But upon starting the episode, what struck me first were the character designs. I’ve never seen the original RWBY, but I have seen screenshots and gifs of it—I had a tumblr in the early 2010s, it was practically omnipresent—and while it never struck me as a visual buffet or anything, it at least looked distinct. The same isn’t really true here, with all four of the main heroines being squashed into a frankly rather generic-looking visual mold that seems suited for an anime much less ambitious than this. Over the course of the hour-long premiere special, I got used to it, but it took a while, which is not a great sign. (Also, in an attempt to emphasize their lips, all of the female characters are given what ends up looking a lot like lip gloss. This is a visual trope that bugs the ever-loving fuck out of me.) Occasionally they’re drawn a bit differently (presumably the result of different boarders or even different animators) and look a bit better, but it’s still going to be an adjustment not just for returning fans but for anyone who even vaguely knows what the original series looked like.

Some characters take to it better than others. I like how Blake looks, in particular.

In general, there is a distinct feeling of visual cheapness throughout fairly large chunks of this premiere. The production bubble hasn’t been kind to anyone, and this would not be the first time a Shaft production took a noticeable hit because of it. But whereas Magia Record could get away with lacking polish to some extent by leaning into its abstractness, Ice Queendom mostly does not have that option. The fantasy world here is portrayed mostly in earthen tones, both literally and thematically, and it suffers noticeably from the lacking tactility and spatial definition.

This doesn’t mean there are no visual merits; this episode is pretty good at fun action sequences, definitely. There’s some good directorial work, too, with enough clever uses of manga-style paneling that it might eventually turn into something of a signature piece of visual work for the series. But really, if you’re just here for Sakuga™, there are a couple of real highlights. And in general, the issue is not the lack of quality, it’s the lack of consistency. Some scenes are excellent, and a few even achieve a somewhat surreal, spacey vibe that might dimly remind viewers of certain other Shaft shows, but others are just terrible (there is a very blatant instance of an unfinished animation being looped several times in a row in part 3, for a premiere, that’s a bad sign), and still others float somewhere in-between.

With its production a distinctly up and down affair, that leaves the story to carry the rest of the weight. But, even after having seen the entire premiere, a lot about the world of RWBY remains rather obscure to me. It’s possible this is on purpose, but it might also be semi-by-design, a case of trying to appeal to new arrivals and old fans simultaneously but falling between two stools in the process. (See also; that Pokémon movie I reviewed a few months ago.)

As far as I can tell, RWBY’s setting is defined by the presence of monsters called Grimms, which lack “Aura”—life force, basically—and turn into “Dust” when killed.
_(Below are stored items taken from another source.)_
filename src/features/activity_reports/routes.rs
//! Activity report routes

use std::sync::Arc;

use axum::{
    routing::{get, put},
    Router,
};

use crate::features::activity_reports::handlers;
use crate::features::activity_reports::services::{
    ActivityReportService, SubmissionMonitorService,
};

/// Create routes for the activity reports feature
///
/// Every route expects `auth_middleware` to have stored the caller identity.
pub fn routes(
    report_service: Arc<ActivityReportService>,
    monitor_service: Arc<SubmissionMonitorService>,
) -> Router {
    let reports = Router::new()
        .route("/api/activity-reports/own", get(handlers::get_own_report))
        .route(
            "/api/activity-reports/own/{period}",
            put(handlers::submit_report),
        )
        .route(
            "/api/activity-reports/roster",
            get(handlers::get_period_roster),
        )
        .route(
            "/api/activity-reports/history",
            get(handlers::get_annual_history),
        )
        .with_state(report_service);

    let monitoring = Router::new()
        .route(
            "/api/activity-reports/submissions",
            get(handlers::get_submission_status),
        )
        .with_state(monitor_service);

    reports.merge(monitoring)
}
use super::model::{AccessClaims, AuthenticatedUser};
use super::policy::PrivilegePolicy;
use crate::core::config::AuthConfig;
use crate::core::error::AppError;
use jsonwebtoken::{decode, Algorithm, DecodingKey, Validation};
use uuid::Uuid;

/// Validates HS256 access tokens and turns their claims into an [`AuthenticatedUser`].
pub struct JwtValidator {
    decoding_key: DecodingKey,
    validation: Validation,
    policy: PrivilegePolicy,
}

impl JwtValidator {
    pub fn new(config: &AuthConfig, policy: PrivilegePolicy) -> Self {
        let mut validation = Validation::new(Algorithm::HS256);
        validation.leeway = config.jwt_leeway.as_secs();
        validation.validate_aud = false;
        if let Some(issuer) = &config.issuer {
            validation.set_issuer(&[issuer]);
            validation.set_required_spec_claims(&["exp", "iss"]);
        }

        Self {
            decoding_key: DecodingKey::from_secret(config.jwt_secret.as_bytes()),
            validation,
            policy,
        }
    }

    pub fn validate_token(&self, token: &str) -> Result<AuthenticatedUser, AppError> {
        let claims = decode::<AccessClaims>(token, &self.decoding_key, &self.validation)
            .map_err(|e| AppError::Unauthorized(format!("Invalid token: {}", e)))?
            .claims;

        let member_id = Uuid::parse_str(&claims.sub)
            .map_err(|_| AppError::Unauthorized("Token subject is not a member id".to_string()))?;

        let display_name = claims
            .name
            .map(|n| n.trim().to_string())
            .filter(|n| !n.is_empty())
            .unwrap_or_else(|| claims.sub.clone());

        let privileged = self.policy.is_privileged(&claims.role);

        Ok(AuthenticatedUser {
            member_id,
            display_name,
            role: claims.role,
            privileged,
        })
    }
}

#[cfg(test)]
mod tests {
    use super::*;
    use jsonwebtoken::{encode, EncodingKey, Header};
    use std::time::Duration;

    const SECRET: &str = "test-secret";

    fn config(issuer: Option<&str>) -> AuthConfig {
        AuthConfig {
            jwt_secret: SECRET.to_string(),
            issuer: issuer.map(str::to_string),
            jwt_leeway: Duration::from_secs(0),
        }
    }

    fn token(claims: &AccessClaims, secret: &str) -> String {
        encode(
            &Header::default(),
            claims,
            &EncodingKey::from_secret(secret.as_bytes()),
        )
        .expect("token encodes")
    }

    fn claims(role: &str) -> AccessClaims {
        AccessClaims {
            sub: Uuid::new_v4().to_string(),
            name: Some("Maria Souza".to_string()),
            role: role.to_string(),
            exp: (chrono::Utc::now().timestamp() + 3600) as u64,
            iss: None,
        }
    }

    #[test]
    fn test_admin_token_is_privileged() {
        let validator = JwtValidator::new(&config(None), PrivilegePolicy::new(["ADMIN"]));
        let claims = claims("ADMIN");

        let user = validator
            .validate_token(&token(&claims, SECRET))
            .expect("valid token");

        assert_eq!(user.member_id.to_string(), claims.sub);
        assert_eq!(user.display_name, "Maria Souza");
        assert!(user.privileged);
    }

    #[test]
    fn test_member_token_is_not_privileged() {
        let validator = JwtValidator::new(&config(None), PrivilegePolicy::new(["ADMIN"]));

        let user = validator
            .validate_token(&token(&claims("COLIH"), SECRET))
            .expect("valid token");

        assert!(!user.privileged);
        assert_eq!(user.role, "COLIH");
    }

    #[test]
    fn test_wrong_secret_is_rejected() {
        let validator = JwtValidator::new(&config(None), PrivilegePolicy::new(["ADMIN"]));

        let result = validator.validate_token(&token(&claims("ADMIN"), "other-secret"));

        assert!(matches!(result, Err(AppError::Unauthorized(_))));
    }

    #[test]
    fn test_expired_token_is_rejected() {
        let validator = JwtValidator::new(&config(None), PrivilegePolicy::new(["ADMIN"]));
        let mut claims = claims("ADMIN");
        claims.exp = (chrono::Utc::now().timestamp() - 3600) as u64;

        assert!(validator.validate_token(&token(&claims, SECRET)).is_err());
    }

    #[test]
    fn test_non_uuid_subject_is_rejected() {
        let validator = JwtValidator::new(&config(None), PrivilegePolicy::new(["ADMIN"]));
        let mut claims = claims("ADMIN");
        claims.sub = "not-a-uuid".to_string();

        assert!(validator.validate_token(&token(&claims, SECRET)).is_err());
    }

    #[test]
    fn test_issuer_is_checked_when_configured() {
        let validator = JwtValidator::new(
            &config(Some("https://id.colih.example")),
            PrivilegePolicy::new(["ADMIN"]),
        );
        let mut claims = claims("ADMIN");

        assert!(validator.validate_token(&token(&claims, SECRET)).is_err());

        claims.iss = Some("https://id.colih.example".to_string());
        assert!(validator.validate_token(&token(&claims, SECRET)).is_ok());
    }

    #[test]
    fn test_missing_name_falls_back_to_subject() {
        let validator = JwtValidator::new(&config(None), PrivilegePolicy::new(["ADMIN"]));
        let mut claims = claims("COLIH");
        claims.name = None;

        let user = validator
            .validate_token(&token(&claims, SECRET))
            .expect("valid token");

        assert_eq!(user.display_name, claims.sub);
    }
}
Dust, as far as I can tell, can be broadly analogued to souls from Dark Souls. It has power of its own, and also seems to be used as a currency.
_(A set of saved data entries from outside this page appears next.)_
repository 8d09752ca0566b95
pub mod config;
pub mod database;
pub mod error;
pub mod extractor;
pub mod middleware;
pub mod openapi;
Grimms are fought by Hunters, which all four of our heroines want to become for various reasons. These are Ruby Rose (Saori Hayami), the bubbly title lead, her doting older sister Yang Xiao Long (Ami Koshimizu), the aloof, proud heiress Weiss Schnee (Youko Hikasa), and Blake Belladonna (Yuu Shimamura), who is a catgirl.
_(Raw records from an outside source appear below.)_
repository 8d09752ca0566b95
use std::fmt;
use std::str::FromStr;

use chrono::{Datelike, Local, NaiveDate};
use serde::{Deserialize, Deserializer, Serialize, Serializer};
use thiserror::Error;

use crate::shared::validation::PERIOD_REGEX;

/// A calendar month, written `YYYY-MM`.
///
/// Ordering is chronological (year first, then month).
#[derive(Debug, Clone, Copy, PartialEq, Eq, Hash, PartialOrd, Ord)]
pub struct Period {
    year: i32,
    month: u32,
}

#[derive(Debug, Error, PartialEq, Eq)]
pub enum PeriodError {
    #[error("Invalid period '{0}', expected YYYY-MM")]
    Format(String),

    #[error("Year {0} is out of range (1-9999)")]
    Year(i32),

    #[error("Month {0} is out of range (1-12)")]
    Month(u32),
}

impl Period {
    pub fn new(year: i32, month: u32) -> Result<Self, PeriodError> {
        let year = Self::check_year(year)?;
        if !(1..=12).contains(&month) {
            return Err(PeriodError::Month(month));
        }
        Ok(Self { year, month })
    }

    /// Years accepted by the `YYYY` half of a period
    pub fn check_year(year: i32) -> Result<i32, PeriodError> {
        if (1..=9999).contains(&year) {
            Ok(year)
        } else {
            Err(PeriodError::Year(year))
        }
    }

    /// The period containing `date`
    pub fn containing(date: NaiveDate) -> Self {
        Self {
            year: date.year(),
            month: date.month(),
        }
    }

    /// The period containing today's local date
    pub fn current() -> Self {
        Self::containing(Local::now().date_naive())
    }

    pub fn year(&self) -> i32 {
        self.year
    }

    #[cfg(test)]
    pub fn month(&self) -> u32 {
        self.month
    }

    /// Prefix shared by every period of `year`, for `LIKE` range scans
    pub fn year_prefix(year: i32) -> String {
        format!("{:04}-", year)
    }
}

impl fmt::Display for Period {
    fn fmt(&self, f: &mut fmt::Formatter<'_>) -> fmt::Result {
        write!(f, "{:04}-{:02}", self.year, self.month)
    }
}

impl FromStr for Period {
    type Err = PeriodError;

    fn from_str(s: &str) -> Result<Self, Self::Err> {
        let trimmed = s.trim();
        let caps = PERIOD_REGEX
            .captures(trimmed)
            .ok_or_else(|| PeriodError::Format(s.to_string()))?;

        let year = caps[1]
            .parse::<i32>()
            .map_err(|_| PeriodError::Format(s.to_string()))?;
        let month = caps[2]
            .parse::<u32>()
            .map_err(|_| PeriodError::Format(s.to_string()))?;

        Self::new(year, month)
    }
}

impl TryFrom<String> for Period {
    type Error = PeriodError;

    fn try_from(value: String) -> Result<Self, Self::Error> {
        value.parse()
    }
}

impl Serialize for Period {
    fn serialize<S: Serializer>(&self, serializer: S) -> Result<S::Ok, S::Error> {
        serializer.collect_str(self)
    }
}

impl<'de> Deserialize<'de> for Period {
    fn deserialize<D: Deserializer<'de>>(deserializer: D) -> Result<Self, D::Error> {
        let raw = String::deserialize(deserializer)?;
        raw.parse().map_err(serde::de::Error::custom)
    }
}

#[cfg(test)]
mod tests {
    use super::*;

    #[test]
    fn test_parse_and_display() {
        let period: Period = "2026-01".parse().unwrap();
        assert_eq!(period.year(), 2026);
        assert_eq!(period.month(), 1);
        assert_eq!(period.to_string(), "2026-01");
    }

    #[test]
    fn test_parse_trims_whitespace() {
        let period: Period = " 2026-03 ".parse().unwrap();
        assert_eq!(period.to_string(), "2026-03");
    }

    #[test]
    fn test_parse_rejects_malformed() {
        for raw in ["2026-1", "2026-13", "2026-00", "26-01", "2026/01", "", "0000-01"] {
            assert!(raw.parse::<Period>().is_err(), "{raw} should be rejected");
        }
    }

    #[test]
    fn test_ordering_is_chronological() {
        let mut periods: Vec<Period> = ["2026-03", "2025-12", "2026-01"]
            .iter()
            .map(|p| p.parse().unwrap())
            .collect();
        periods.sort();

        let sorted: Vec<String> = periods.iter().map(Period::to_string).collect();
        assert_eq!(sorted, vec!["2025-12", "2026-01", "2026-03"]);
    }

    #[test]
    fn test_containing_date() {
        let date = NaiveDate::from_ymd_opt(2026, 7, 31).unwrap();
        assert_eq!(Period::containing(date).to_string(), "2026-07");
    }

    #[test]
    fn test_year_bounds() {
        assert_eq!(Period::check_year(2026), Ok(2026));
        assert_eq!(Period::check_year(0), Err(PeriodError::Year(0)));
        assert_eq!(Period::check_year(10000), Err(PeriodError::Year(10000)));
        assert_eq!(Period::year_prefix(2026), "2026-");
    }

    #[test]
    fn test_serde_as_string() {
        let period = Period::new(2026, 2).unwrap();
        assert_eq!(serde_json::to_string(&period).unwrap(), "\"2026-02\"");

        let back: Period = serde_json::from_str("\"2026-02\"").unwrap();
        assert_eq!(back, period);
        assert!(serde_json::from_str::<Period>("\"2026-2\"").is_err());
    }
}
For the most part, they seem like rather simple characters with simple motivations, although Ruby is the only person we really get the full story of here, in that she wants to follow in her late mother’s footsteps as a huntress. Not for nothing is Ruby also the character who works best here, she’s cute as a button but also has a huge transforming scythe-gun thing. It’s hard to go wrong with that.

There are also many other characters introduced here. North of a dozen, if I had to take a guess. We learn rather little about most of them, this early on, although a small handful like honors student / cereal box model (really) Pyrrha Nikos (Megumi Toyoguchi) and the adorably terrifying Penny (Megumi Han) manage to make a decent impact in their relatively brief screentime regardless.

The actual plot? Our girls enroll at an academy for Hunters. I don’t want to say that “Harry Potter packing heat” is the general vibe here, but in spots it kind of is. Much of the specifics of this become the victim of the premiere’s downright bizarre pacing.

There is a pretty incredible moment where, because of a news story, three of our four heroines are discussing how corrupt one “Schnee Corporation” is, only for Weiss, who is the heiress of said company, to introduce herself to the group by overhearing it and taking offense. Was she just standing around eavesdropping? Is this bit of hilarious coincidence from the original show? I honestly have no idea. I’m not entirely sure it’s meant to be as funny as I found it.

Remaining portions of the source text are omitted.